Having read numerous Holocaust survivor testimonies over the last few weeks, I’ve been reminded about the tremendous hardships that so many survivors faced as they tried to make their way to Israel in the waning days of the British Mandate. This illegal immigration is the subject of Day After Night, the newest novel from Anita Dimant. American author Dimant is best known for her blockbuster novel The Red Tent.
In Day After Night, published by Scribner, Dimant recounts the experiences of a handful of women interned in 1945 in the British military run camp of Atlit, just outside of Haifa. The women are all survivors of the Holocaust, each one of them scared and scarred, and each one burdened by her own losses and grief. As idle days turn into weeks of waiting, the women hesitantly forge new friendships and new bonds of trust. Their shared fate comes to a climax with their breakout from Atlit at the hands of the Palmach and their gradual integration into fledgling Israeli society. Unfortunately, this breakout scene, based on true historical events, and the description of the women’s individual war experiences, are not as compelling, dramatic or as moving as the subject matter merits. The end result is that Day After Night is an easy-to-read novel but one that is also too easy to forget.

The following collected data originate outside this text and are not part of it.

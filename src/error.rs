//! Error taxonomy for the core API.
//!
//! All variants are configuration/programmer errors. A wrong answer is never an
//! error; it is a `Verdict` with `correct = false`.

use thiserror::Error;

#[derive(Debug, Clone, PartialEq, Eq, Error)]
pub enum CoreError {
  /// Malformed or out-of-domain input to formatting or generation.
  #[error("invalid argument: {0}")]
  InvalidArgument(String),

  /// A uniqueness constraint cannot be met: more distinct values requested than exist.
  #[error("range error: requested {count} distinct values but only {available} exist")]
  RangeError { count: u64, available: u64 },

  #[error("unsupported problem kind: {0}")]
  UnsupportedKind(String),

  #[error("configuration error: {0}")]
  Config(String),

  #[error("invalid session state: {0}")]
  InvalidState(String),
}

pub type CoreResult<T> = Result<T, CoreError>;

impl CoreError {
  pub fn invalid(msg: impl Into<String>) -> Self {
    CoreError::InvalidArgument(msg.into())
  }
}
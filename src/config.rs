//! Loading game configuration (difficulty tiers, content, prompts, unlocks) from TOML.
//!
//! See `GameConfig` for the expected schema. Every section is optional; missing
//! sections fall back to the built-in defaults in `seeds`.

use std::collections::BTreeMap;

use serde::Deserialize;
use tracing::{error, info};

use crate::difficulty::{DifficultyTable, Tier};
use crate::domain::DifficultyFamily;
use crate::error::{CoreError, CoreResult};
use crate::seeds::{default_denominations, default_table_categories, default_table_titles};

#[derive(Clone, Debug, Deserialize)]
pub struct GameConfig {
  /// Delay before auto-advancing to the next problem after a correct answer.
  #[serde(default = "default_advance_delay_ms")]
  pub advance_delay_ms: u64,
  /// Fixed seed for a reproducible session; entropy when absent.
  #[serde(default)]
  pub seed: Option<u64>,
  /// Tier overrides keyed by difficulty family name.
  #[serde(default)]
  pub difficulty: BTreeMap<String, FamilyCfg>,
  #[serde(default)]
  pub content: Content,
  #[serde(default)]
  pub prompts: Prompts,
  /// Host-owned level → module unlock map.
  #[serde(default)]
  pub unlocks: Vec<Unlock>,
}

impl Default for GameConfig {
  fn default() -> Self {
    Self {
      advance_delay_ms: default_advance_delay_ms(),
      seed: None,
      difficulty: BTreeMap::new(),
      content: Content::default(),
      prompts: Prompts::default(),
      unlocks: Vec::new(),
    }
  }
}

fn default_advance_delay_ms() -> u64 {
  1500
}

#[derive(Clone, Debug, Deserialize)]
pub struct FamilyCfg {
  pub tiers: Vec<Tier>,
}

#[derive(Clone, Debug, PartialEq, Eq, Deserialize)]
pub struct Unlock {
  pub level: u32,
  pub module: String,
}

/// Data the generators draw from.
#[derive(Clone, Debug, Deserialize)]
pub struct Content {
  #[serde(default = "default_table_titles")]
  pub table_titles: Vec<String>,
  #[serde(default = "default_table_categories")]
  pub table_categories: Vec<String>,
  #[serde(default = "default_denominations")]
  pub denominations: Vec<u32>,
}

impl Default for Content {
  fn default() -> Self {
    Self {
      table_titles: default_table_titles(),
      table_categories: default_table_categories(),
      denominations: default_denominations(),
    }
  }
}

/// Prompt templates. `{placeholder}`s are filled by the generators.
#[derive(Clone, Debug, Deserialize)]
#[serde(default)]
pub struct Prompts {
  pub place_value: String,
  pub arrange_largest: String,
  pub arrange_smallest: String,
  pub arrange_closest: String,
  pub table_max: String,
  pub table_min: String,
  pub table_sum: String,
  pub table_average: String,
  pub table_difference: String,
  pub number_to_words: String,
  pub words_to_number: String,
  pub comma_grouping: String,
  pub sequence_after: String,
  pub sequence_before: String,
  pub currency_composition: String,
}

impl Default for Prompts {
  fn default() -> Self {
    Self {
      place_value: "What is the place value of {digit} in {number}?".into(),
      arrange_largest: "Use each of the digits {digits} once to make the largest {count}-digit number.".into(),
      arrange_smallest: "Use each of the digits {digits} once to make the smallest {count}-digit number. It cannot start with 0.".into(),
      arrange_closest: "Arrange the digits {digits} to make the number closest to {target}.".into(),
      table_max: "{title}: which one has the most?".into(),
      table_min: "{title}: which one has the least?".into(),
      table_sum: "{title}: how many are there altogether?".into(),
      table_average: "{title}: what is the average? Round to the nearest whole number.".into(),
      table_difference: "{title}: how many more {first} than {second}?".into(),
      number_to_words: "Write {number} in words.".into(),
      words_to_number: "Write this number in digits: {words}".into(),
      comma_grouping: "Place commas in {number} using the Indian system.".into(),
      sequence_after: "What number is {step} more than {number}?".into(),
      sequence_before: "What number is {step} less than {number}?".into(),
      currency_composition: "Make exactly ₹{target} using these notes and coins: {denominations}.".into(),
    }
  }
}

impl GameConfig {
  pub fn from_toml_str(s: &str) -> CoreResult<Self> {
    toml::from_str::<GameConfig>(s).map_err(|e| CoreError::Config(e.to_string()))
  }

  /// Resolved difficulty table; unknown family names are rejected.
  pub fn difficulty_table(&self) -> CoreResult<DifficultyTable> {
    let mut overrides: BTreeMap<DifficultyFamily, Vec<Tier>> = BTreeMap::new();
    for (name, family_cfg) in &self.difficulty {
      let family: DifficultyFamily = name.parse()?;
      overrides.insert(family, family_cfg.tiers.clone());
    }
    DifficultyTable::with_overrides(overrides)
  }

  /// Modules unlocked on reaching `level`.
  pub fn unlocks_at(&self, level: u32) -> Vec<String> {
    self.unlocks
      .iter()
      .filter(|u| u.level == level)
      .map(|u| u.module.clone())
      .collect()
  }

  pub(crate) fn check(&self) -> CoreResult<()> {
    if self.content.denominations.is_empty() {
      return Err(CoreError::Config("content.denominations is empty".into()));
    }
    if self.content.denominations.contains(&0) {
      return Err(CoreError::Config("content.denominations contains 0".into()));
    }
    if self.content.table_categories.len() < 2 {
      return Err(CoreError::Config("content.table_categories needs at least two entries".into()));
    }
    self.difficulty_table().map(|_| ())
  }
}

/// Load `GameConfig` from GAME_CONFIG_PATH (defaults when unset) and apply GAME_SEED.
/// A config file that cannot be read, parsed or validated is an error.
pub fn load_game_config_from_env() -> CoreResult<GameConfig> {
  let mut cfg = match std::env::var("GAME_CONFIG_PATH") {
    Ok(path) => {
      let raw = std::fs::read_to_string(&path).map_err(|e| {
        error!(target: "numsense", %path, error = %e, "Failed to read TOML config file");
        CoreError::Config(format!("{path}: {e}"))
      })?;
      let cfg = GameConfig::from_toml_str(&raw).map_err(|e| {
        error!(target: "numsense", %path, error = %e, "Failed to parse TOML config");
        e
      })?;
      info!(target: "numsense", %path, "Loaded game config (TOML)");
      cfg
    }
    Err(_) => {
      info!(target: "numsense", "GAME_CONFIG_PATH not set; using built-in defaults");
      GameConfig::default()
    }
  };

  if let Some(seed) = std::env::var("GAME_SEED").ok().and_then(|s| s.parse::<u64>().ok()) {
    cfg.seed = Some(seed);
  }
  cfg.check()?;
  Ok(cfg)
}

#[cfg(test)]
mod tests {
  use super::*;
  use crate::domain::ProblemKind;

  const SAMPLE: &str = r#"
advance_delay_ms = 800
seed = 7

[difficulty.words]
tiers = [
  { min_level = 1, digit_count = 4, value_min = 1000, value_max = 9999, option_count = 1 },
  { min_level = 4, digit_count = 7, value_min = 1000000, value_max = 9999999, option_count = 1 },
]

[content]
denominations = [1, 5, 10]

[prompts]
number_to_words = "Spell {number}!"

[[unlocks]]
level = 2
module = "bank"

[[unlocks]]
level = 2
module = "cheques"
"#;

  #[test]
  fn parses_full_config() {
    let cfg = GameConfig::from_toml_str(SAMPLE).unwrap();
    assert_eq!(cfg.advance_delay_ms, 800);
    assert_eq!(cfg.seed, Some(7));
    assert_eq!(cfg.content.denominations, vec![1, 5, 10]);
    assert_eq!(cfg.content.table_categories, default_table_categories());
    assert_eq!(cfg.prompts.number_to_words, "Spell {number}!");
    assert_eq!(cfg.prompts.comma_grouping, Prompts::default().comma_grouping);
    assert_eq!(cfg.unlocks_at(2), vec!["bank".to_string(), "cheques".to_string()]);
    assert!(cfg.unlocks_at(3).is_empty());
    cfg.check().unwrap();

    let table = cfg.difficulty_table().unwrap();
    assert_eq!(table.resolve(ProblemKind::NumberToWords, 4).digit_count, 7);
  }

  #[test]
  fn empty_config_is_all_defaults() {
    let cfg = GameConfig::from_toml_str("").unwrap();
    assert_eq!(cfg.advance_delay_ms, 1500);
    assert!(cfg.seed.is_none());
    cfg.check().unwrap();
  }

  #[test]
  fn rejects_unknown_family_and_bad_content() {
    let cfg = GameConfig::from_toml_str(
      "[difficulty.cheques]\ntiers = [{ min_level = 1, digit_count = 3, value_min = 1, value_max = 9, option_count = 1 }]\n",
    )
    .unwrap();
    assert!(matches!(cfg.difficulty_table(), Err(CoreError::UnsupportedKind(_))));

    let cfg = GameConfig::from_toml_str("[content]\ndenominations = []\n").unwrap();
    assert!(matches!(cfg.check(), Err(CoreError::Config(_))));

    assert!(matches!(GameConfig::from_toml_str("advance_delay_ms = \"soon\""), Err(CoreError::Config(_))));
  }
}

Another recently published novel about Israeli immigrant life in the early years of the state is considerably more powerful and memorable. Published by The Toby Press, written by Cairo-born Israeli author Haim Sabato and translated from the Hebrew by Yaacob Dweck, From the Four Winds explores the lives of immigrants living in the Jerusalem area transit camp of Beit Mazlin in 1959. The narrative revolves around an unlikely friendship between a young wide-eyed and awe inspired boy, Haim, recently arrived with his family from Egypt, and the charming, mysterious and mournful Farkash, an immigrant from Hungary. Sabato, who is a Rabbi as well as a prolific novelist, deftly examines the profound differences that existed in that era between the loud and lively Sephardic Jews of the neighbourhood and the unsmiling, shuttered Hungarian Jews who “always asked for silence.”
Both Sabato’s prose and his approach to storytelling are a little unconventional, but the narrative he creates, inspired by his own early experiences, is extremely poignant and engaging. From the Four Winds is a brief and beautiful novel about faith, friendship and forgiveness. It is a novel about the memories and experiences that divide the people of Israel and the memories and experiences that unite the people of Israel. It is a story about the very fabric of Israeli society.